Group of mountains in South America

The Tamá Massif (Macizo del Tamá) is a group of mountains on the border between Colombia and Venezuela to the south of Lake Maracaibo.
It contains evergreen rainforest and cloud forest at the lower levels, and páramos (high moors) at the highest levels.

==Location==

The Tamá is a prolongation of the Cordillera Oriental of the Colombian Andes.
It is separated from the Cordillera de Mérida in the Venezuelan Andes by the Táchira depression, which more than 50 million years ago was a strait that connected Lake Maracaibo with the Orinoco basin.
Elevations range from 320 to 3329 m.
Average annual temperature is 25 C.
Average annual rainfall is 2300 mm.
The Tamá National Natural Park in Colombia and the El Tamá National Park in Venezuela protect parts of the Tamá Massif.
The two parks together form a protected area of 1390 km2.

==Geography==

The Tamá massif is a set of folded mountain ranges with extremely steep topography.
It contains the El Tamá páramos (high moors) at an elevation of 3320 m, Cerro El Cobre at 3613 m and Cerro Judío at 3372 m.
The mountains are mainly of limestone or sandstone rock, typical of the Guiana Shield.
The Tamá National Natural Park contains an 820 m waterfall one of the world's highest.
The páramos give rise to rivers such as the Carapo, Chiquito, Quinimarí, Quite, Burguita, Burga, Nula, Nulital, Sarare, Cutufí, Oirá, Frío and Negro, which drain into the Orinoco basin or into Lake Maracaibo.
The Táchira River, which drains into Lake Maracaibo, forms part of the border between Colombia and Venezuela.

==Environment==

Tamá has four types of natural environments: tropical rainforest, sub-Andean forest, Andean forest and páramo.
The forests are included in the Venezuelan Andes montane forests ecoregion, which also covers the Venezuelan Andean cordillera.
The vegetation between 800 and 1800 m is dense evergreen rainforest of medium height with two or three arboreal strata.
There is a well-developed understory and many epiphytes.
Forest species include the colorful Lagenanthus princeps.
In the páramos the plant species are of the genera Jamesonia, Oreobulus, Castilleja, Gentiana, Halenia, Pinguicula, Utricularia, Castratella and Vaccinium.
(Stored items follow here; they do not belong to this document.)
//! Delta auto-calibration (G33)
//!
//! Probes the bed in a pattern chosen by the density level and iteratively
//! corrects endstops, frame radius, frame height and tower angles until the
//! height error stops improving.
//!
//! Flow: validate → home/deploy → loop { probe → statistic → solve or roll
//! back → normalize → recompute → report → re-home } → cleanup.

pub mod args;
pub mod engine;
pub mod error;
pub mod pattern;
pub mod report;
pub mod sample;
pub mod solver;
pub mod state;

pub use args::{CalibrationConfig, DensityLevel, G33Args, Verbosity};
pub use engine::{CalibrationReport, Calibrator};
pub use error::{ArgumentError, CalibrationError};
pub use pattern::{ProbePattern, ProbePoint};
pub use sample::{rms_statistic, SampleVector, SAMPLE_SLOTS};
pub use solver::{corrections, Corrections, SolverFactors};
pub use state::{IterationState, Outcome, Phase, PhaseEvent, MAX_ITERATIONS};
Mammals include the spectacled bear (Tremarctos ornatus), tapir, lowland paca (Cuniculus paca), anteater and ocelot (Leopardus pardalis).
The endemic wood sprite gracile opossum (Gracilinanus dryas) and Luis Manuel's tailless bat (Anoura luismanueli) are found in both the Andean Cordillera and the Tamá Massif.
Restricted range bird species in the Tamá massif include Táchira antpitta (Grallaria chthonia), hooded antpitta (Grallaricula cucullata) and Venezuelan wood quail (Odontophorus columbianus).
Tamá harlequin frog and Helena's marsupial frog are endemic to the Páramo de Tamá.